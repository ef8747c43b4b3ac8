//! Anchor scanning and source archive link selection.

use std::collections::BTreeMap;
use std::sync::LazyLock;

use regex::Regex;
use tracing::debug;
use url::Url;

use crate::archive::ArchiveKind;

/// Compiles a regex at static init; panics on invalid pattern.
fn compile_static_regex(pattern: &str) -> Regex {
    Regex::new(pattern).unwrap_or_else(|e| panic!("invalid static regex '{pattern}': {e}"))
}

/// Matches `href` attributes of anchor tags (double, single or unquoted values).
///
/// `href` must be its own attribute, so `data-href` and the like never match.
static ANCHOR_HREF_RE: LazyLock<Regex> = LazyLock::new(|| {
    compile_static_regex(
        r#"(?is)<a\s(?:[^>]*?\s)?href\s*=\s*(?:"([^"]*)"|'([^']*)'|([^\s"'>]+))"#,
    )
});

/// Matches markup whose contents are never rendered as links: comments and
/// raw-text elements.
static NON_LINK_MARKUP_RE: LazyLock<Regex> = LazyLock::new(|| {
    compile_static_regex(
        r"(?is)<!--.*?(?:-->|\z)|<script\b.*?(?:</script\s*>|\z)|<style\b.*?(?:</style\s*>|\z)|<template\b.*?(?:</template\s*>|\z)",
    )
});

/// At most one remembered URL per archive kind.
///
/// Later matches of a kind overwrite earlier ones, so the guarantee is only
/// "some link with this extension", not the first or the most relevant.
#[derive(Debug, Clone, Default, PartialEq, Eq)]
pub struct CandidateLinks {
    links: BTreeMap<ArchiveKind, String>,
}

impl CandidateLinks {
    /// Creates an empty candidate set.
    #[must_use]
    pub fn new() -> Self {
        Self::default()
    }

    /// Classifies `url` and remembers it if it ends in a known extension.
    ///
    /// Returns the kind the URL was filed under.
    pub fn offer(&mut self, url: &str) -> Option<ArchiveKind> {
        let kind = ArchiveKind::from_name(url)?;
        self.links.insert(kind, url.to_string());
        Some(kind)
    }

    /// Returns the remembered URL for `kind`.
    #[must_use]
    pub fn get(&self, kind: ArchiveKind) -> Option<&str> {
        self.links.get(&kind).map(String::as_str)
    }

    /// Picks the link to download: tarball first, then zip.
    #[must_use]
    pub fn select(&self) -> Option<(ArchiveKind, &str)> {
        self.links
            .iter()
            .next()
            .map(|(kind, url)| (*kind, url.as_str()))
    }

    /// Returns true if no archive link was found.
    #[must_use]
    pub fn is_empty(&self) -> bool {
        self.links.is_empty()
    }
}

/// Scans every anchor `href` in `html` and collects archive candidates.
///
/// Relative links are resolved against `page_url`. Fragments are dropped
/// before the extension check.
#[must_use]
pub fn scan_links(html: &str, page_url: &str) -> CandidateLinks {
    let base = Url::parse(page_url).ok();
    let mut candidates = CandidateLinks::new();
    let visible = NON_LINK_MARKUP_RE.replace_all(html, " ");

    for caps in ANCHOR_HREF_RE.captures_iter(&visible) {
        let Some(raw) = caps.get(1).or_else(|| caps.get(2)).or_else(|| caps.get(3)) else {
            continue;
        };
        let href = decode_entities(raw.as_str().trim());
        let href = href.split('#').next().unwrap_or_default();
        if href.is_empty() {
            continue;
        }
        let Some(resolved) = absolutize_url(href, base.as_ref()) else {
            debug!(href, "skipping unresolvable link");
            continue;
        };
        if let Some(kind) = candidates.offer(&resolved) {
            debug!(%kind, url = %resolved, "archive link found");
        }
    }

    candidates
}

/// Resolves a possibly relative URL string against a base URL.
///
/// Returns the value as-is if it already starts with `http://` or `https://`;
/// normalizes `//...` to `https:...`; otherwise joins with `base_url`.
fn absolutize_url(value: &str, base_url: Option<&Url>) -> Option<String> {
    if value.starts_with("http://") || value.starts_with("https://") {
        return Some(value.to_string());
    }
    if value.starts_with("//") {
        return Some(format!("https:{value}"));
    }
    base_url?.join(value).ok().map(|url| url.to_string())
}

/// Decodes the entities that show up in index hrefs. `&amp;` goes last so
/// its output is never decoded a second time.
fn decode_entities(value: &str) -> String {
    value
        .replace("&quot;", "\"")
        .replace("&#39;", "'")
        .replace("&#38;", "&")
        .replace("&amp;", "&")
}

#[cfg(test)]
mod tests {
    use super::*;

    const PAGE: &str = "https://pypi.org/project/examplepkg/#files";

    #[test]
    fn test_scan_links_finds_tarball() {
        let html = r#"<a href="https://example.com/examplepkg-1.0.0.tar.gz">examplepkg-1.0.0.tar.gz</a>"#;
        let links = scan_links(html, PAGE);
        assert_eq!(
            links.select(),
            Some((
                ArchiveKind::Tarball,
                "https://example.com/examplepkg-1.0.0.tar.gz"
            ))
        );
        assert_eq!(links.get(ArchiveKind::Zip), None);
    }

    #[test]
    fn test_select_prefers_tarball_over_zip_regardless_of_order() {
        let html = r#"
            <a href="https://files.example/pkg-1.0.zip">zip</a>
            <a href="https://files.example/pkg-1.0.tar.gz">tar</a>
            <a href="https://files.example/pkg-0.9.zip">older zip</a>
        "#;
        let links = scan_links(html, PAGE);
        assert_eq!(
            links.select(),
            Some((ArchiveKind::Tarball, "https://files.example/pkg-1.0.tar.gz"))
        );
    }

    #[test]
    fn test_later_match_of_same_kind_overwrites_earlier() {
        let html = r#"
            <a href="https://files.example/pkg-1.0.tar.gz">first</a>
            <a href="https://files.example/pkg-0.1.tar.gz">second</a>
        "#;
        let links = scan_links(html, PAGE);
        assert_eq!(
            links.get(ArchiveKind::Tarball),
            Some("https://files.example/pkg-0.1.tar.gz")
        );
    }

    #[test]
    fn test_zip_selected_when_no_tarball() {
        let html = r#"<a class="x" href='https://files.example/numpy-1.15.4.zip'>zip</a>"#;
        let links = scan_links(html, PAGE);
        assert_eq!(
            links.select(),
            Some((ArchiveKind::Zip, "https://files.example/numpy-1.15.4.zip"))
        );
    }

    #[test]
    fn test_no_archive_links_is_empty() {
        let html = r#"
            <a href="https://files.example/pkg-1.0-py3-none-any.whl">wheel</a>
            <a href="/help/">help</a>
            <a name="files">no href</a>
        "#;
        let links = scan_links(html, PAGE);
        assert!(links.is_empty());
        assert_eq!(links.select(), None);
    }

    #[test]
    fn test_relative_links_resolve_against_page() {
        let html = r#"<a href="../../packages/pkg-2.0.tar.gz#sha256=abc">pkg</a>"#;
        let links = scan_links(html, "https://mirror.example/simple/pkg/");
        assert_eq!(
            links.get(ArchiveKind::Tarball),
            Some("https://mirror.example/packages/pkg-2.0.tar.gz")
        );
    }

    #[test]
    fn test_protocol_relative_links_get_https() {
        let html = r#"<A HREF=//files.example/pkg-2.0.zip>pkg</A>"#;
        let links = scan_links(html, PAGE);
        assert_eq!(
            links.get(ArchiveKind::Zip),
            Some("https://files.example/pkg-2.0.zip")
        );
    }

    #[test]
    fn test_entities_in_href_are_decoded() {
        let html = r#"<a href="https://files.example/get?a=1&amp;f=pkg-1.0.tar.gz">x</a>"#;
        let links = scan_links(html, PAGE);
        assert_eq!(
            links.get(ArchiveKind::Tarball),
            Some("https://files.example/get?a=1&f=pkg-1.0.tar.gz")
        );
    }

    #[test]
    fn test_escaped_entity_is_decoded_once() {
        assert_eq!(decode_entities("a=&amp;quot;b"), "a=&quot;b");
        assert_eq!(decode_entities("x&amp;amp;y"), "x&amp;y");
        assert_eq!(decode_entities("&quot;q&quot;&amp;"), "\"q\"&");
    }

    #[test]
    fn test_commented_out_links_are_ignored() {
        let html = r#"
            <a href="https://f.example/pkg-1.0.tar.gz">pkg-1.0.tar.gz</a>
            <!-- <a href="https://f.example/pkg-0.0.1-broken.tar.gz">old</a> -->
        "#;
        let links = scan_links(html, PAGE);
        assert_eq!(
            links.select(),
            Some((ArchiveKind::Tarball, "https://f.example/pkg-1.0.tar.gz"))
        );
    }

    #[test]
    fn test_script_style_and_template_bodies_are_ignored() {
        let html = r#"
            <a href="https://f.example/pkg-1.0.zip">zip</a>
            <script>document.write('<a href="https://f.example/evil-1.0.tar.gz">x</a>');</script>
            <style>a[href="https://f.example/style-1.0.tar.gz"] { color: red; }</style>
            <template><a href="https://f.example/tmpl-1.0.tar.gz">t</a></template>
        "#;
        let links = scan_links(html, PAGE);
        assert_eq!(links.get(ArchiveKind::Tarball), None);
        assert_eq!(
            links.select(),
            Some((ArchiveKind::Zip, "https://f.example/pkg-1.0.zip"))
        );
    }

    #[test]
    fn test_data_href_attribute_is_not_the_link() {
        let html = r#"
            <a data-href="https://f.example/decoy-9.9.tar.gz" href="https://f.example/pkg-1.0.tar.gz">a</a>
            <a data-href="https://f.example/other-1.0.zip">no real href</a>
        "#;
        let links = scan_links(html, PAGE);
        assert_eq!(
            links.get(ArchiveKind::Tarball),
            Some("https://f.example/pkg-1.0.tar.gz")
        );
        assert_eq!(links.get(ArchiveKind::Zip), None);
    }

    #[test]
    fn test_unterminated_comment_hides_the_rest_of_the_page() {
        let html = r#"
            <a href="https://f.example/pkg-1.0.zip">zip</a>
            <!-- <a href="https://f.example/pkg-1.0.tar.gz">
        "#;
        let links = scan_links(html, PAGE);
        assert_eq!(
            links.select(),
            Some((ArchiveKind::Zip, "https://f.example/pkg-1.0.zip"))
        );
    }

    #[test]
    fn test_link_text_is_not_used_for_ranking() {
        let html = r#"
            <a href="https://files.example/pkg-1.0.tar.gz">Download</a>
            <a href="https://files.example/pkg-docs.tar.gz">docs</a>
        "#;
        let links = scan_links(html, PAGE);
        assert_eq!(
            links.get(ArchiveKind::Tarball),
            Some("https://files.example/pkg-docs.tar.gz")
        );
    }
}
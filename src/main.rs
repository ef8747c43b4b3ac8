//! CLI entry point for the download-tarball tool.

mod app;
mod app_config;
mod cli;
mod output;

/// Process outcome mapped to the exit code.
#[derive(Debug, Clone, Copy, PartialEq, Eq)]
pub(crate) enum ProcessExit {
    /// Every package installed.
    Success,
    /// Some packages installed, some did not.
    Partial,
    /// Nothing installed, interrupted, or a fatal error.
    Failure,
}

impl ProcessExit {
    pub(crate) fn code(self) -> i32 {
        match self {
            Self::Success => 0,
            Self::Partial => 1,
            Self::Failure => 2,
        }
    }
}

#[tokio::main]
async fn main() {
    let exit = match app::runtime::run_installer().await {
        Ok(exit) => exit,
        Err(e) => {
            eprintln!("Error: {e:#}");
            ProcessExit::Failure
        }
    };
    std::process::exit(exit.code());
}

__What the exercise asks__
Whenever a line above includes "Clone", copy it in full.

__Output for this task__
#[derive(Debug, Clone, Default, PartialEq, Eq)]
#[derive(Debug, Clone, Copy, PartialEq, Eq)]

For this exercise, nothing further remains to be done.